■ **WHAT YOU NEED TO DO**
How many lines in the entries below include the word "parts"? Respond with the number only.

[RECORDS FOR THE EXERCISE]

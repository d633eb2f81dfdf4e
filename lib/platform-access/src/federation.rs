//! Identity federation with an external OAuth2 provider.
//!
//! A flow starts with [`IdentityProvider::initiate_flow`], which returns the
//! provider URL to send the user to together with the [`FlowState`] the
//! caller must keep until the provider redirects back. The callback is then
//! completed with [`IdentityProvider::receive_callback`].

use async_trait::async_trait;
use serde::{Deserialize, Serialize};

use crate::error::AuthenticationError;

/// Which family of provider sits behind the trait object.
#[derive(Debug, Clone, Copy, PartialEq, Eq, Serialize, Deserialize)]
#[serde(rename_all = "lowercase")]
pub enum ProviderKind {
    Google,
    Microsoft,
}

/// Data that threads an authorization-code exchange from initiation to
/// callback.
#[derive(Debug, Clone, PartialEq, Eq, Serialize, Deserialize)]
pub struct FlowState {
    /// Anti-forgery value echoed back by the provider.
    pub state: String,
    /// Value the ID token must carry.
    pub nonce: String,
    pub pkce_verifier: String,
    /// Redirect URI the flow was started with; the token exchange must repeat it.
    pub callback_uri: String,
}

/// A started flow.
#[derive(Debug, Clone)]
pub struct FlowInitiation {
    pub authorization_url: String,
    pub flow: FlowState,
}

/// Query parameters the provider appends to the redirect.
#[derive(Debug, Clone, Default, Deserialize)]
pub struct CallbackParams {
    pub code: Option<String>,
    pub state: Option<String>,
    pub error: Option<String>,
    pub error_description: Option<String>,
}

/// Identity established by a completed flow.
#[derive(Debug, Clone, PartialEq, Eq)]
pub struct VerifiedIdentity {
    /// Stable subject identifier at the provider.
    pub login_id: String,
    /// Email claim as reported; not proof of mailbox ownership.
    pub unverified_email: Option<String>,
    /// Tenant or hosted domain the identity belongs to.
    pub organization_id: Option<String>,
}

/// An OAuth2/OIDC identity provider.
#[async_trait]
pub trait IdentityProvider: Send + Sync {
    fn kind(&self) -> ProviderKind;

    /// The tenant (Azure) or hosted domain (Google) accounts must belong to.
    fn organization_id(&self) -> &str;

    /// Builds the authorization URL for a new flow redirecting to `callback_uri`.
    fn initiate_flow(
        &self,
        callback_uri: &str,
    ) -> gatekeep_core::Result<FlowInitiation, AuthenticationError>;

    /// Exchanges the authorization code and verifies the resulting ID token.
    async fn receive_callback(
        &self,
        params: &CallbackParams,
        flow: &FlowState,
    ) -> gatekeep_core::Result<VerifiedIdentity, AuthenticationError>;

    /// Verifies a provider access token out of band and returns the unique
    /// id of its principal, or `None` if the provider does not accept it.
    async fn get_identity_uid_from_access_token(
        &self,
        access_token: &str,
    ) -> gatekeep_core::Result<Option<String>, AuthenticationError>;
}

/// Checks the callback against the flow it claims to complete and returns
/// the authorization code.
///
/// # Errors
///
/// `ProviderError` if the provider reported an error, `StateMismatch` if the
/// echoed state differs, `MissingClaim` if no code was returned.
pub fn authorization_code<'a>(
    provider: ProviderKind,
    params: &'a CallbackParams,
    flow: &FlowState,
) -> Result<&'a str, AuthenticationError> {
    if let Some(error) = &params.error {
        return Err(AuthenticationError::ProviderError {
            provider: format!("{provider:?}"),
            reason: match &params.error_description {
                Some(description) => format!("{error}: {description}"),
                None => error.clone(),
            },
        });
    }
    if params.state.as_deref() != Some(flow.state.as_str()) {
        return Err(AuthenticationError::StateMismatch);
    }
    params
        .code
        .as_deref()
        .filter(|code| !code.is_empty())
        .ok_or_else(|| AuthenticationError::MissingClaim {
            claim: "code".to_string(),
        })
}

#[cfg(test)]
mod tests {
    use super::*;

    fn flow() -> FlowState {
        FlowState {
            state: "st4te".to_string(),
            nonce: "n".to_string(),
            pkce_verifier: "v".to_string(),
            callback_uri: "https://auth.example.org/oauth2callback".to_string(),
        }
    }

    fn params(code: Option<&str>, state: Option<&str>) -> CallbackParams {
        CallbackParams {
            code: code.map(str::to_string),
            state: state.map(str::to_string),
            ..CallbackParams::default()
        }
    }

    #[test]
    fn matching_state_yields_code() {
        let p = params(Some("c0de"), Some("st4te"));
        assert_eq!(
            authorization_code(ProviderKind::Google, &p, &flow()),
            Ok("c0de")
        );
    }

    #[test]
    fn state_mismatch_rejected() {
        let p = params(Some("c0de"), Some("forged"));
        assert_eq!(
            authorization_code(ProviderKind::Google, &p, &flow()),
            Err(AuthenticationError::StateMismatch)
        );
        let p = params(Some("c0de"), None);
        assert_eq!(
            authorization_code(ProviderKind::Google, &p, &flow()),
            Err(AuthenticationError::StateMismatch)
        );
    }

    #[test]
    fn provider_error_wins() {
        let p = CallbackParams {
            error: Some("access_denied".to_string()),
            error_description: Some("user cancelled".to_string()),
            ..params(None, Some("st4te"))
        };
        let err = authorization_code(ProviderKind::Microsoft, &p, &flow()).unwrap_err();
        assert!(err.to_string().contains("access_denied: user cancelled"));
    }

    #[test]
    fn missing_code_rejected() {
        let p = params(Some(""), Some("st4te"));
        assert!(matches!(
            authorization_code(ProviderKind::Google, &p, &flow()),
            Err(AuthenticationError::MissingClaim { .. })
        ));
    }

    #[test]
    fn flow_state_survives_json() {
        let json = serde_json::to_string(&flow()).expect("serialize");
        let parsed: FlowState = serde_json::from_str(&json).expect("deserialize");
        assert_eq!(parsed, flow());
    }

    #[test]
    fn provider_kind_wire_names() {
        assert_eq!(
            serde_json::to_value(ProviderKind::Microsoft).expect("serialize"),
            "microsoft"
        );
    }
}
//! Double-submit CSRF defense.
//!
//! Unsafe requests that carry the context cookie must echo the `_csrf`
//! cookie in the `X-CSRF-Token` header or a `_csrf` form field. Requests
//! without the context cookie cannot ride a browser session and pass.

use axum::{
    body::{Body, to_bytes},
    extract::{MatchedPath, Request, State},
    http::{HeaderMap, Method, header::CONTENT_TYPE},
    middleware::Next,
    response::{IntoResponse, Response},
};
use axum_extra::extract::cookie::{Cookie, CookieJar, SameSite};
use gatekeep_platform_access::token::generate_csrf_token;
use std::sync::Arc;
use tracing::debug;

use super::{AppState, context::CONTEXT_COOKIE};
use crate::error::ApiError;

/// Cookie holding the CSRF token.
pub const CSRF_COOKIE: &str = "_csrf";

/// Header a script echoes the token in.
pub const CSRF_HEADER: &str = "x-csrf-token";

/// Form field a page echoes the token in.
const CSRF_FORM_FIELD: &str = "_csrf";

/// Largest form body buffered while looking for the token.
const MAX_FORM_BYTES: usize = 64 * 1024;

/// Route templates that skip the check.
pub const CSRF_EXEMPT_ROUTES: &[&str] = &[
    "/api/v1alpha/verify_dev_credentials",
    "/api/v1alpha/verify_dev_or_sa_credentials",
];

fn is_safe(method: &Method) -> bool {
    matches!(
        *method,
        Method::GET | Method::HEAD | Method::OPTIONS | Method::TRACE
    )
}

fn is_form(headers: &HeaderMap) -> bool {
    headers
        .get(CONTENT_TYPE)
        .and_then(|v| v.to_str().ok())
        .is_some_and(|v| v.starts_with("application/x-www-form-urlencoded"))
}

fn form_token(body: &[u8]) -> Option<String> {
    url::form_urlencoded::parse(body)
        .find(|(name, _)| name == CSRF_FORM_FIELD)
        .map(|(_, value)| value.into_owned())
}

/// Axum middleware enforcing the check. Install with `route_layer` so the
/// matched route template is known.
pub async fn csrf_protect(
    State(state): State<Arc<AppState>>,
    request: Request,
    next: Next,
) -> Result<Response, ApiError> {
    let jar = CookieJar::from_headers(request.headers());

    if is_safe(request.method()) {
        let needs_token = jar.get(CSRF_COOKIE).is_none();
        let response = next.run(request).await;
        if !needs_token {
            return Ok(response);
        }
        let cookie = Cookie::build((CSRF_COOKIE, generate_csrf_token()))
            .path("/")
            .secure(state.config.session.secure_cookies)
            .same_site(SameSite::Strict);
        return Ok((jar.add(cookie), response).into_response());
    }

    let exempt = request
        .extensions()
        .get::<MatchedPath>()
        .is_some_and(|path| CSRF_EXEMPT_ROUTES.contains(&path.as_str()));
    if exempt || jar.get(CONTEXT_COOKIE).is_none() {
        return Ok(next.run(request).await);
    }

    let Some(expected) = jar.get(CSRF_COOKIE).map(|c| c.value().to_string()) else {
        return Err(ApiError::Forbidden("missing CSRF cookie".to_string()));
    };

    let header_token = request
        .headers()
        .get(CSRF_HEADER)
        .and_then(|v| v.to_str().ok())
        .map(str::to_string);
    if header_token.as_deref() == Some(expected.as_str()) {
        return Ok(next.run(request).await);
    }

    if is_form(request.headers()) {
        let (parts, body) = request.into_parts();
        let bytes = to_bytes(body, MAX_FORM_BYTES)
            .await
            .map_err(|e| ApiError::BadRequest(format!("unreadable form body: {e}")))?;
        if form_token(&bytes).as_deref() == Some(expected.as_str()) {
            return Ok(next.run(Request::from_parts(parts, Body::from(bytes))).await);
        }
    }

    debug!("CSRF token missing or mismatched");
    Err(ApiError::Forbidden("CSRF token mismatch".to_string()))
}

#[cfg(test)]
mod tests {
    use super::*;

    #[test]
    fn safe_methods() {
        assert!(is_safe(&Method::GET));
        assert!(is_safe(&Method::TRACE));
        assert!(!is_safe(&Method::POST));
        assert!(!is_safe(&Method::DELETE));
    }

    #[test]
    fn finds_form_token() {
        assert_eq!(
            form_token(b"next=%2Fuser&_csrf=abc123").as_deref(),
            Some("abc123")
        );
        assert_eq!(form_token(b"next=%2Fuser"), None);
    }
}
//! The resolved caller of a request.

use crate::role::Requirement;
use crate::session::SessionId;
use crate::user::User;

/// Where the credential that identified a caller came from.
#[derive(Debug, Clone, Copy, PartialEq, Eq)]
pub enum CredentialSource {
    /// Trusted internal header, honored only in the default namespace.
    InternalHeader,
    /// `Authorization: Bearer` header.
    BearerHeader,
    /// Session id stored in the browser's context cookie.
    SessionCookie,
}

/// An account that presented a valid credential.
#[derive(Debug, Clone)]
pub struct AuthenticatedUser {
    user: User,
    session_id: Option<SessionId>,
    source: CredentialSource,
}

impl AuthenticatedUser {
    /// `session_id` is `None` when the caller used a provider access token.
    #[must_use]
    pub fn new(user: User, session_id: Option<SessionId>, source: CredentialSource) -> Self {
        Self {
            user,
            session_id,
            source,
        }
    }

    #[must_use]
    pub fn user(&self) -> &User {
        &self.user
    }

    #[must_use]
    pub fn username(&self) -> &str {
        &self.user.username
    }

    /// Returns the gateway session the caller authenticated with, if any.
    #[must_use]
    pub fn session_id(&self) -> Option<&SessionId> {
        self.session_id.as_ref()
    }

    #[must_use]
    pub fn source(&self) -> CredentialSource {
        self.source
    }

    #[must_use]
    pub fn satisfies(&self, requirement: Requirement) -> bool {
        requirement.is_met_by(&self.user)
    }
}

[/RECORDS FOR THE EXERCISE]

■ **RESULT**
2